Data supplied START

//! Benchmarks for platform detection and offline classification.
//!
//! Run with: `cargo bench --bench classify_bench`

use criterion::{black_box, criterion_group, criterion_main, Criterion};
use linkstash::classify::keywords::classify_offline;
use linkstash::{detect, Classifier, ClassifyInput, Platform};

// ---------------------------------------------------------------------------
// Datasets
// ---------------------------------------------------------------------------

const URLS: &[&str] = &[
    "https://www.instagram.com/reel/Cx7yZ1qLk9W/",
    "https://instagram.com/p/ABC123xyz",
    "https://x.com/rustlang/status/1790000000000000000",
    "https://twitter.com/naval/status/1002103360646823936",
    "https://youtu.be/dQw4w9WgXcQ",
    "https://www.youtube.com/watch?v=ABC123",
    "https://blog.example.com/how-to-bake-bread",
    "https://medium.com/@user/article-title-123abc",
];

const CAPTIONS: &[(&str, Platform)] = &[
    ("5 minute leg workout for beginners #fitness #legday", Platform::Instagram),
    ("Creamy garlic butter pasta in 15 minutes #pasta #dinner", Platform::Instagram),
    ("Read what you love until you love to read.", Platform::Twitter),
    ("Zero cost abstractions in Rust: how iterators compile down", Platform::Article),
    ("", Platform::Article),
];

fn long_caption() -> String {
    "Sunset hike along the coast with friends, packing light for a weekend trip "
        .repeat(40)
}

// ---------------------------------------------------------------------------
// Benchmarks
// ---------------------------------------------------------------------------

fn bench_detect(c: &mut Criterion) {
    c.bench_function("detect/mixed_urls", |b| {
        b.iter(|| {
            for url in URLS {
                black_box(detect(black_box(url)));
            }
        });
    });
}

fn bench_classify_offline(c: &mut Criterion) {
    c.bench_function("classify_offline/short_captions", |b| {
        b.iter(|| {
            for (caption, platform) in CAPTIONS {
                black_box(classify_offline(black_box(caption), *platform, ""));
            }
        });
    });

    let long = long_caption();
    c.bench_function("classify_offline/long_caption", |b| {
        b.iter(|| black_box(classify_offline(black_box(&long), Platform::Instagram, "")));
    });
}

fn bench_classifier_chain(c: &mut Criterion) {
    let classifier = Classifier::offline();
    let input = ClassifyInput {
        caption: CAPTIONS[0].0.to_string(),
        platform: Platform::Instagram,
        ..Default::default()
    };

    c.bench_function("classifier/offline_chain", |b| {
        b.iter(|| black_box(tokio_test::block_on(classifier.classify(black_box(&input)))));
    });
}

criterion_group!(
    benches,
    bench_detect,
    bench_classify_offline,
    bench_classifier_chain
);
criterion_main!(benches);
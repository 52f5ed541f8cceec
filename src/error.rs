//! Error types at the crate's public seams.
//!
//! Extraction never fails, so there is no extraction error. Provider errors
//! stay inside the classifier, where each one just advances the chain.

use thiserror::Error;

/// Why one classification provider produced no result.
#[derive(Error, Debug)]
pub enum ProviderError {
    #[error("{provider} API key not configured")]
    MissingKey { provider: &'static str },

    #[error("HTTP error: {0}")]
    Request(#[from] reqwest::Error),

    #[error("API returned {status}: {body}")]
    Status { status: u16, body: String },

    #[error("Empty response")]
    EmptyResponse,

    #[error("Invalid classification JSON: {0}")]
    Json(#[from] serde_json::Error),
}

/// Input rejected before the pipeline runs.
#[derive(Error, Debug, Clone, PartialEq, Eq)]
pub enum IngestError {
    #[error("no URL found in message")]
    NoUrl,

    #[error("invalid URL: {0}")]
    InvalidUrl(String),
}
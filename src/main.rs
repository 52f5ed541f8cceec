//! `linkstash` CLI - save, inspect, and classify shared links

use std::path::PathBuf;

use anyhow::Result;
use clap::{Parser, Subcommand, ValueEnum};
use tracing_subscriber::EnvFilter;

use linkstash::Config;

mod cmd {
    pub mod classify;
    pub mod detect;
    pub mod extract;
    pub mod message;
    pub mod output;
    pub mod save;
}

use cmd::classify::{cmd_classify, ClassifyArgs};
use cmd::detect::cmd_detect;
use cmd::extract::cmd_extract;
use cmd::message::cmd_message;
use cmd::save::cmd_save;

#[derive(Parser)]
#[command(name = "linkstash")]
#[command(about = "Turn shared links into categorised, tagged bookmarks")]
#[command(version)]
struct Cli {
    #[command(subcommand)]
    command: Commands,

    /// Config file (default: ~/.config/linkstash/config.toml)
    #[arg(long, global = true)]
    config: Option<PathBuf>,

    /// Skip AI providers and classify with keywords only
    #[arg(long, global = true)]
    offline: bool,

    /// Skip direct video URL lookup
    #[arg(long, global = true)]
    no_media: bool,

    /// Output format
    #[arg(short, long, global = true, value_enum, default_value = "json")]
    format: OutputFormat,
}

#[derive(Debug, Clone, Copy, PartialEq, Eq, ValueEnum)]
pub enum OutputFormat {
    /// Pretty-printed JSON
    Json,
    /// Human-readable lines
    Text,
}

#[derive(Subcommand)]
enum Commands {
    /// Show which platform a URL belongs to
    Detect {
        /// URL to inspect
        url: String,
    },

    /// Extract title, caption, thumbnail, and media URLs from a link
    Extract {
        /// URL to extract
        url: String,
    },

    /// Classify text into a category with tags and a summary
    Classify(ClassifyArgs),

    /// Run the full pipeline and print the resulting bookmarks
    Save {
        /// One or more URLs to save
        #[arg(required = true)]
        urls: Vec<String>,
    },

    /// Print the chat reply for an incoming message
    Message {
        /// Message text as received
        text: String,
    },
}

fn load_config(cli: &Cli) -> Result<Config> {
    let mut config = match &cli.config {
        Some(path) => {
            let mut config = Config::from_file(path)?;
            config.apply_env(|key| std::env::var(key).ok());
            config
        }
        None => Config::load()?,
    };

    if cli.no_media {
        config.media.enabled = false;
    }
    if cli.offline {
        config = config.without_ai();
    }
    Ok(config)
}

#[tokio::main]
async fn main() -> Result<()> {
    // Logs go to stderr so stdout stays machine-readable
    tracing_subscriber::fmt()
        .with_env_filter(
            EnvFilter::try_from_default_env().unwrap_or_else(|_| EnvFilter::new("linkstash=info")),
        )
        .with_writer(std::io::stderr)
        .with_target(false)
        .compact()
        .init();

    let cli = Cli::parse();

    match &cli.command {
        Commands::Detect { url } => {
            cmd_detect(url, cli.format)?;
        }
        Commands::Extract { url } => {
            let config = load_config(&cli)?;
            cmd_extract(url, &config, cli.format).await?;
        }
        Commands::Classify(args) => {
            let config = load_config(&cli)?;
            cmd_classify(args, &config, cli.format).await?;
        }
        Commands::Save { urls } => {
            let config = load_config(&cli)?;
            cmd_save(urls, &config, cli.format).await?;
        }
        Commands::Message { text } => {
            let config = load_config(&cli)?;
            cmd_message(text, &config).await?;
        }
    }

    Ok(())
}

Data supplied END

Find and copy each line above holding "https".

    "https://www.instagram.com/reel/Cx7yZ1qLk9W/",
    "https://instagram.com/p/ABC123xyz",
    "https://x.com/rustlang/status/1790000000000000000",
    "https://twitter.com/naval/status/1002103360646823936",
    "https://youtu.be/dQw4w9WgXcQ",
    "https://www.youtube.com/watch?v=ABC123",
    "https://blog.example.com/how-to-bake-bread",
    "https://medium.com/@user/article-title-123abc",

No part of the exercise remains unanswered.